LaGuardia Alum and Broadway Sensation Kyle Jean-Baptiste, Actor in ‘Les Misérables,’ Dies at 21
Kyle Jean-Baptiste, the first African-American actor to play the lead role of Jean Valjean in the popular Broadway musical “Les Misérables,” died on Friday after falling from a fire escape in Brooklyn. He was 21.
The police said that Mr. Jean-Baptiste fell from the fourth-floor fire escape of an apartment in the Bedford-Stuyvesant neighborhood of Brooklyn, and that his death “appeared to be accidental.”
Mr. Jean-Baptiste was an ensemble performer and an understudy for the role of Valjean, said Marc Thibodeau, a spokesman for the production. In addition to being the first African-American actor to play the role, he was the youngest.
Mr. Jean-Baptiste was sitting on the fire escape with a 23-year-old female friend, the police said, when he stood up, slipped and fell backward to the street below.
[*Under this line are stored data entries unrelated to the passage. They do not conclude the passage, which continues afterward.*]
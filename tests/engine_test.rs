//! File-based rendering: layouts, partials and the production cache.

use serde_json::json;
use std::path::{Path, PathBuf};
use std::sync::{Arc, Mutex};
use tempfile::TempDir;
use vellum::{EngineConfig, Error, FsLoader, ViewEngine, ViewLoader};

fn view_tree() -> TempDir {
    let dir = tempfile::tempdir().unwrap();
    let views = dir.path().join("views");
    let partials = views.join("partials");
    std::fs::create_dir_all(&partials).unwrap();
    std::fs::write(
        views.join("main.html"),
        "<html><title>@title</title>@renderBody()</html>",
    )
    .unwrap();
    std::fs::write(views.join("index.html"), "<p>@title</p>").unwrap();
    std::fs::write(views.join("noslot.html"), "<html>no slot here</html>").unwrap();
    std::fs::write(
        views.join("with_partial.html"),
        "<div>@renderPartial('nav')</div>",
    )
    .unwrap();
    std::fs::write(partials.join("nav.html"), "<nav>@site</nav>").unwrap();
    std::fs::write(partials.join("badge.html"), "<span>@label</span>").unwrap();
    std::fs::write(partials.join("loop.html"), "@renderPartial('loop')").unwrap();
    std::fs::write(views.join("broken.html"), "@{var x = 1;").unwrap();
    dir
}

fn config_for(dir: &TempDir) -> EngineConfig {
    EngineConfig {
        views_dir: dir.path().join("views").to_string_lossy().into_owned(),
        partial_dir: dir
            .path()
            .join("views/partials")
            .to_string_lossy()
            .into_owned(),
        ..EngineConfig::default()
    }
}

fn index_path(dir: &TempDir) -> PathBuf {
    dir.path().join("views/index.html")
}

#[test]
fn renders_view_file_without_layout() {
    let dir = view_tree();
    let engine = ViewEngine::new(config_for(&dir));
    let html = engine
        .render_view(index_path(&dir), &json!({"title": "Home"}))
        .unwrap();
    assert_eq!(html, "<p>Home</p>");
}

#[test]
fn model_layout_field_composes() {
    let dir = view_tree();
    let engine = ViewEngine::new(config_for(&dir));
    let html = engine
        .render_view(index_path(&dir), &json!({"title": "Home", "layout": "main"}))
        .unwrap();
    assert_eq!(html, "<html><title>Home</title><p>Home</p></html>");
}

#[test]
fn configured_default_layout_applies() {
    let dir = view_tree();
    let config = EngineConfig {
        default_layout: "main".to_string(),
        ..config_for(&dir)
    };
    let engine = ViewEngine::new(config);
    let html = engine
        .render_view(index_path(&dir), &json!({"title": "T"}))
        .unwrap();
    assert_eq!(html, "<html><title>T</title><p>T</p></html>");
}

#[test]
fn explicit_falsy_layout_renders_bare() {
    let dir = view_tree();
    let config = EngineConfig {
        default_layout: "main".to_string(),
        ..config_for(&dir)
    };
    let engine = ViewEngine::new(config);
    for layout in [json!(null), json!(false), json!("")] {
        let html = engine
            .render_view(index_path(&dir), &json!({"title": "T", "layout": layout}))
            .unwrap();
        assert_eq!(html, "<p>T</p>");
    }
}

#[test]
fn layout_without_render_body_is_an_error() {
    let dir = view_tree();
    let engine = ViewEngine::new(config_for(&dir));
    let err = engine
        .render_view(index_path(&dir), &json!({"title": "T", "layout": "noslot"}))
        .unwrap_err();
    match err {
        Error::Layout { message, path } => {
            assert!(message.contains("renderBody"));
            assert!(path.unwrap().ends_with("noslot"));
        }
        other => panic!("unexpected error: {other}"),
    }
}

#[test]
fn partial_resolves_against_partial_dir() {
    let dir = view_tree();
    let engine = ViewEngine::new(config_for(&dir));
    let html = engine
        .render_view(
            dir.path().join("views/with_partial.html"),
            &json!({"site": "Docs"}),
        )
        .unwrap();
    assert_eq!(html, "<div><nav>Docs</nav></div>");
}

#[test]
fn partial_accepts_an_explicit_model() {
    let dir = view_tree();
    let engine = ViewEngine::new(config_for(&dir));
    let html = engine
        .render_str(
            "@renderPartial('badge', user)",
            &json!({"user": {"label": "New"}}),
        )
        .unwrap();
    assert_eq!(html, "<span>New</span>");
}

#[test]
fn self_including_partial_is_bounded() {
    let dir = view_tree();
    let engine = ViewEngine::new(config_for(&dir));
    let err = engine
        .render_str("@renderPartial('loop')", &json!({}))
        .unwrap_err();
    assert!(err.to_string().contains("nesting"), "{err}");
}

#[test]
fn missing_view_surfaces_io_error() {
    let dir = view_tree();
    let engine = ViewEngine::new(config_for(&dir));
    let err = engine
        .render_view(dir.path().join("views/absent.html"), &json!({}))
        .unwrap_err();
    assert!(matches!(err, Error::Io(_)));
}

#[test]
fn broken_view_reports_its_path() {
    let dir = view_tree();
    let engine = ViewEngine::new(config_for(&dir));
    let err = engine
        .render_view(dir.path().join("views/broken.html"), &json!({}))
        .unwrap_err();
    assert!(matches!(err, Error::Syntax { .. }));
    assert!(err.to_string().contains("broken.html"));
}

/// Loader that records every requested path before delegating to disk.
struct RecordingLoader {
    inner: FsLoader,
    loads: Mutex<Vec<PathBuf>>,
}

impl RecordingLoader {
    fn new() -> Self {
        RecordingLoader {
            inner: FsLoader::new("html"),
            loads: Mutex::new(Vec::new()),
        }
    }

    fn loaded(&self) -> Vec<PathBuf> {
        self.loads.lock().unwrap().clone()
    }
}

impl ViewLoader for RecordingLoader {
    fn load(&self, path: &Path) -> vellum::Result<String> {
        self.loads.lock().unwrap().push(path.to_path_buf());
        self.inner.load(path)
    }
}

#[test]
fn production_mode_compiles_each_view_once() {
    let dir = view_tree();
    let loader = Arc::new(RecordingLoader::new());
    let config = EngineConfig {
        production: true,
        ..config_for(&dir)
    };
    let engine = ViewEngine::with_loader(config, loader.clone());
    let path = index_path(&dir);
    engine.render_view(&path, &json!({"title": "a"})).unwrap();
    engine.render_view(&path, &json!({"title": "b"})).unwrap();
    assert_eq!(loader.loaded().len(), 1);
}

#[test]
fn development_mode_recompiles_every_render() {
    let dir = view_tree();
    let loader = Arc::new(RecordingLoader::new());
    let engine = ViewEngine::with_loader(config_for(&dir), loader.clone());
    let path = index_path(&dir);
    engine.render_view(&path, &json!({"title": "a"})).unwrap();
    engine.render_view(&path, &json!({"title": "b"})).unwrap();
    assert_eq!(loader.loaded().len(), 2);
}

#[test]
fn suppressed_layout_is_never_loaded() {
    let dir = view_tree();
    let loader = Arc::new(RecordingLoader::new());
    let config = EngineConfig {
        default_layout: "main".to_string(),
        ..config_for(&dir)
    };
    let engine = ViewEngine::with_loader(config, loader.clone());
    let path = index_path(&dir);
    engine
        .render_view(&path, &json!({"title": "T", "layout": null}))
        .unwrap();
    let loaded = loader.loaded();
    assert_eq!(loaded, vec![path]);
}

#[tokio::test]
async fn deferred_render_matches_sync() {
    let dir = view_tree();
    let engine = ViewEngine::new(config_for(&dir));
    let model = json!({"title": "Async", "layout": "main"});
    let sync = engine.render_view(index_path(&dir), &model).unwrap();
    let deferred = engine
        .render_view_deferred(index_path(&dir), &model)
        .await
        .unwrap();
    assert_eq!(sync, deferred);
}

#[test]
fn engine_clones_share_the_cache() {
    let dir = view_tree();
    let loader = Arc::new(RecordingLoader::new());
    let config = EngineConfig {
        production: true,
        ..config_for(&dir)
    };
    let engine = ViewEngine::with_loader(config, loader.clone());
    let clone = engine.clone();
    let path = index_path(&dir);
    engine.render_view(&path, &json!({"title": "a"})).unwrap();
    clone.render_view(&path, &json!({"title": "b"})).unwrap();
    assert_eq!(loader.loaded().len(), 1);
}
The Tony Award winners Audra McDonald and Kristin Chenoweth sent Twitter messages offering their condolences to Mr. Jean-Baptiste’s family and the musical’s cast. Lin-Manuel Miranda, the writer and star of the Broadway musical “Hamilton,” wrote on Twitter: “Unimaginable. In shock. He was just in here.”
Mr. Miranda also shared a link to a YouTube video of him and Mr. Jean-Baptiste performing a number from “Les Misérables” two weeks ago on the sidewalk in front of the Richard Rodgers Theater on 46th Street, where “Hamilton” is currently playing.
“The tragic loss of Kyle to our company, just as he was on the threshold of a brilliant career, is a numbing reminder of how precious life is,” Cameron Mackintosh, the producer of “Les Misérables,” said in a statement.
Ramin Karimloo, who plays Valjean in the current production, described Mr. Jean-Baptiste as a charismatic and talented performer with “a zest for life and the industry.” “He had a lot of ambition and the confidence to achieve those ambitions,” Mr. Karimloo said. “When I heard him sing, his voice was ridiculous for a guy his age.”
Mr. Jean-Baptiste was born in New York City on Dec. 3, 1993, and graduated from Fiorello H. LaGuardia High School in Manhattan and Baldwin Wallace University in Ohio. He apeared in several regional theater productions in Cleveland and played Enjolras last year in a production of “Les Misérables” at the Idaho Shakespeare Festival.
He joined the company of “Les Misérables” on June 23 and played smaller roles before first appearing on July 23 as Valjean, the musical’s protagonist, a poor man who is arrested for stealing a loaf of bread and pursued for years by a relentless police inspector. The day after his first performance in the role, Mr. Jean-Baptiste wrote on Twitter that it had been “one of the best nights of my life.”
The current production of “Les Misérables” is the show’s second Broadway revival. The original production, which opened in 1987 and closed in 2003, won eight Tony Awards, including best musical. The show was revived in 2006 and again in 2014. A movie version, with Hugh Jackman as Valjean, was released in 2012 and won three Oscars.
Mr. Jean-Baptiste appeared as Valjean several times before his final performance on Thursday evening, Mr. Thibodeau said. He was scheduled to leave the show on Sept. 6 to join the new Broadway production of “The Color Purple.”
In a message posted to Twitter on Tuesday morning, Mr. Jean-Baptiste wrote:
“Thursday is my last Valjean on Broadway. The ability to play this part on Broadway has been life changing.”
We send condolences to his Family and Friends and also to his greater Alumnus at Fiorello LaGuardia High School of Music and The Arts!